Then I tried to sleep, but George’s damn song was in my head.

“Master of the house,” I sang softly.

Ralph hooted. I repeated the line. Soon we were whooping it up like five-year-olds.

God it felt nice. I honestly cannot remember when we last shared such a genuinely good time. No soft-pedaling or covering for memory lapses, no manipulating behavior, no compromising my needs for his, no resenting the limitations of our life.

Just Ralph and me laughing away on the same joyful wavelength.

Finding the Right Words for Ralph’s Condition

I have been struggling with terminology lately after reading essays by people who do not want to be called victims or patients just because they live with dementia.

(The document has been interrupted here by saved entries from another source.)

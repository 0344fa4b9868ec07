//! Descriptor cache for gadget metadata.
//!
//! Descriptors are stored per runtime version and environment so a restart
//! against the same backend can skip the remote fetch round entirely.

#![warn(missing_docs, clippy::pedantic)]

mod error;
mod file;
mod volatile;

use std::collections::BTreeMap;

use async_trait::async_trait;
use gadget_primitives::{Environment, GadgetDescriptor, GadgetRef};

pub use error::{CacheError, CacheResult};
pub use file::{CACHE_DIR_NAME, FileMetadataStore};
pub use volatile::VolatileMetadataStore;

/// Descriptors keyed by the image they were fetched for.
pub type DescriptorMap = BTreeMap<GadgetRef, GadgetDescriptor>;

/// Store persisting descriptor maps keyed by (runtime version, environment).
#[async_trait]
pub trait MetadataStore: Send + Sync {
    /// Loads the descriptors saved for `version` in `environment`.
    ///
    /// # Errors
    ///
    /// Returns [`CacheError::VersionNotFound`] when nothing was saved for the
    /// version, or an I/O or decoding error for unreadable storage.
    async fn load(&self, version: &str, environment: Environment) -> CacheResult<DescriptorMap>;

    /// Replaces the descriptors saved for `version` in `environment`,
    /// retaining entries saved for other versions.
    ///
    /// # Errors
    ///
    /// Returns an I/O or encoding error when the store cannot be written.
    async fn save(
        &self,
        version: &str,
        environment: Environment,
        descriptors: &DescriptorMap,
    ) -> CacheResult<()>;
}
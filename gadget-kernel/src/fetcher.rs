//! Bounded-concurrency descriptor fetching with retry and cache fallback.

use std::collections::BTreeSet;
use std::num::NonZeroUsize;
use std::sync::Arc;
use std::time::Duration;

use gadget_cache::DescriptorMap;
use gadget_manager::{GadgetError, GadgetManager};
use gadget_primitives::{GadgetDescriptor, GadgetRef};
use tokio::sync::{Semaphore, mpsc};
use tokio::task::JoinSet;
use tracing::{debug, warn};

const DEFAULT_MAX_CONCURRENCY: NonZeroUsize = NonZeroUsize::new(10).unwrap();
const DEFAULT_MAX_ATTEMPTS: NonZeroUsize = NonZeroUsize::new(3).unwrap();
const DEFAULT_RETRY_DELAY: Duration = Duration::from_secs(2);

/// Limits applied to one fetch round.
#[derive(Debug, Clone, Copy, PartialEq, Eq)]
pub struct FetchConfig {
    max_concurrency: NonZeroUsize,
    max_attempts: NonZeroUsize,
    retry_delay: Duration,
}

impl FetchConfig {
    /// Creates a configuration with the supplied limits.
    #[must_use]
    pub const fn new(
        max_concurrency: NonZeroUsize,
        max_attempts: NonZeroUsize,
        retry_delay: Duration,
    ) -> Self {
        Self {
            max_concurrency,
            max_attempts,
            retry_delay,
        }
    }

    /// Returns the in-flight fetch limit.
    #[must_use]
    pub const fn max_concurrency(self) -> NonZeroUsize {
        self.max_concurrency
    }

    /// Returns how many times one image is tried.
    #[must_use]
    pub const fn max_attempts(self) -> NonZeroUsize {
        self.max_attempts
    }

    /// Returns the pause between attempts.
    #[must_use]
    pub const fn retry_delay(self) -> Duration {
        self.retry_delay
    }
}

impl Default for FetchConfig {
    fn default() -> Self {
        Self::new(DEFAULT_MAX_CONCURRENCY, DEFAULT_MAX_ATTEMPTS, DEFAULT_RETRY_DELAY)
    }
}

type FetchOutcome = (GadgetRef, Result<GadgetDescriptor, GadgetError>);

/// Fetches descriptors for a batch of images.
pub struct InfoFetcher {
    manager: Arc<dyn GadgetManager>,
    config: FetchConfig,
}

impl std::fmt::Debug for InfoFetcher {
    fn fmt(&self, f: &mut std::fmt::Formatter<'_>) -> std::fmt::Result {
        f.debug_struct("InfoFetcher")
            .field("config", &self.config)
            .finish_non_exhaustive()
    }
}

impl InfoFetcher {
    /// Creates a fetcher calling `manager`.
    #[must_use]
    pub fn new(manager: Arc<dyn GadgetManager>, config: FetchConfig) -> Self {
        Self { manager, config }
    }

    /// Returns the configured limits.
    #[must_use]
    pub fn config(&self) -> FetchConfig {
        self.config
    }

    /// Resolves a descriptor for every image, preferring `cached` entries.
    ///
    /// Images that still fail after the configured attempts are logged and
    /// left out of the result; the round itself never fails.
    pub async fn fetch_all<'a, I>(&self, images: I, cached: &DescriptorMap) -> DescriptorMap
    where
        I: IntoIterator<Item = &'a GadgetRef>,
    {
        let images: BTreeSet<&GadgetRef> = images.into_iter().collect();
        let mut results = DescriptorMap::new();
        let mut missing = Vec::new();
        for image in images {
            match cached.get(image) {
                Some(descriptor) => {
                    debug!(image = %image, "using cached gadget info");
                    results.insert(image.clone(), descriptor.clone());
                }
                None => missing.push(image.clone()),
            }
        }
        if missing.is_empty() {
            return results;
        }

        let semaphore = Arc::new(Semaphore::new(self.config.max_concurrency.get()));
        let (tx, mut rx) = mpsc::channel::<FetchOutcome>(missing.len());
        let mut tasks = JoinSet::new();

        for image in missing {
            let Ok(permit) = Arc::clone(&semaphore).acquire_owned().await else {
                break;
            };
            let manager = Arc::clone(&self.manager);
            let tx = tx.clone();
            let config = self.config;
            tasks.spawn(async move {
                let outcome = fetch_with_retries(manager.as_ref(), &image, config).await;
                drop(permit);
                // Capacity equals the batch size, so this never waits.
                let _ = tx.send((image, outcome)).await;
            });
        }

        while let Some(joined) = tasks.join_next().await {
            if let Err(err) = joined {
                warn!(error = %err, "gadget info task failed");
            }
        }
        drop(tx);

        while let Some((image, outcome)) = rx.recv().await {
            match outcome {
                Ok(descriptor) => {
                    results.insert(image, descriptor);
                }
                Err(err) => {
                    warn!(image = %image, error = %err, "skipping gadget image due to error");
                }
            }
        }
        results
    }
}

async fn fetch_with_retries(
    manager: &dyn GadgetManager,
    image: &GadgetRef,
    config: FetchConfig,
) -> Result<GadgetDescriptor, GadgetError> {
    let attempts = config.max_attempts.get();
    let mut attempt = 1;
    loop {
        match manager.get_info(image).await {
            Ok(descriptor) => return Ok(descriptor),
            Err(err) if attempt < attempts => {
                warn!(image = %image, attempt, error = %err, "failed to get gadget info, retrying");
                tokio::time::sleep(config.retry_delay).await;
                attempt += 1;
            }
            Err(err) => return Err(err),
        }
    }
}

I totally understand. I hate victim theology.

But I am also uncomfortable when I hear the word hero being batted around. Or survivor. As if the world owes gratitude or praise. Why does dealing with a certain disease or a disability make you heroic? Don’t most people deal with something? And what seems unbearable to one person is no big deal to another because everyone’s pain threshold—physical, emotional, and psychological—differs.

I don’t think of Ralph as a victim and he certainly would never describe himself that way. He would say he’s a guy with a memory problem. Of course, that’s not quite the whole story either, but I respect how he sees himself. So I usually don’t say more unless someone presses or unless Ralph is going to be in a situation that might be awkward; for instance his art class teacher knows why he has difficulty finishing each painting and knows she has to tell him he’s ready to move on to the next or he never would—not a simple memory problem but easy to manage. He loves his class. And the paintings once he’s told they are finished.

And Ralph is frankly no hero and has no desire to be one. He does not want to acknowledge anything in common with others in his condition. He won’t attend a support group for MCI/Early Alzheimer’s. He is not interested in educating the public on the condition or talking about it. He also doesn’t have much interest in fighting the manifestations in himself, in exercising his brain or his body. He is going “gentle into that good night” watching the sunset from his chair on the porch.bird night

Ralph is not a victim, not a patient, not a hero. Not suffering from Alzheimer’s or dementia.

I tried out a new term with him the other morning. I explained (for the umpteenth time because this is one fact he chooses not to remember) that, yes, his brain shows the plaque build up connected with Alzheimer’s, that there is no telling how quickly or slowly the Alzheimer’s will progress but so far his meds are holding his memory function steady. He accepted both the facts and the term I offered.

So from now on if anyone asks, Ralph is on the Alzheimer’s spectrum. Not a perfect description, but it works for us.

A Benefit of Ralph’s Cognitive Impairment–My Strengthened Self?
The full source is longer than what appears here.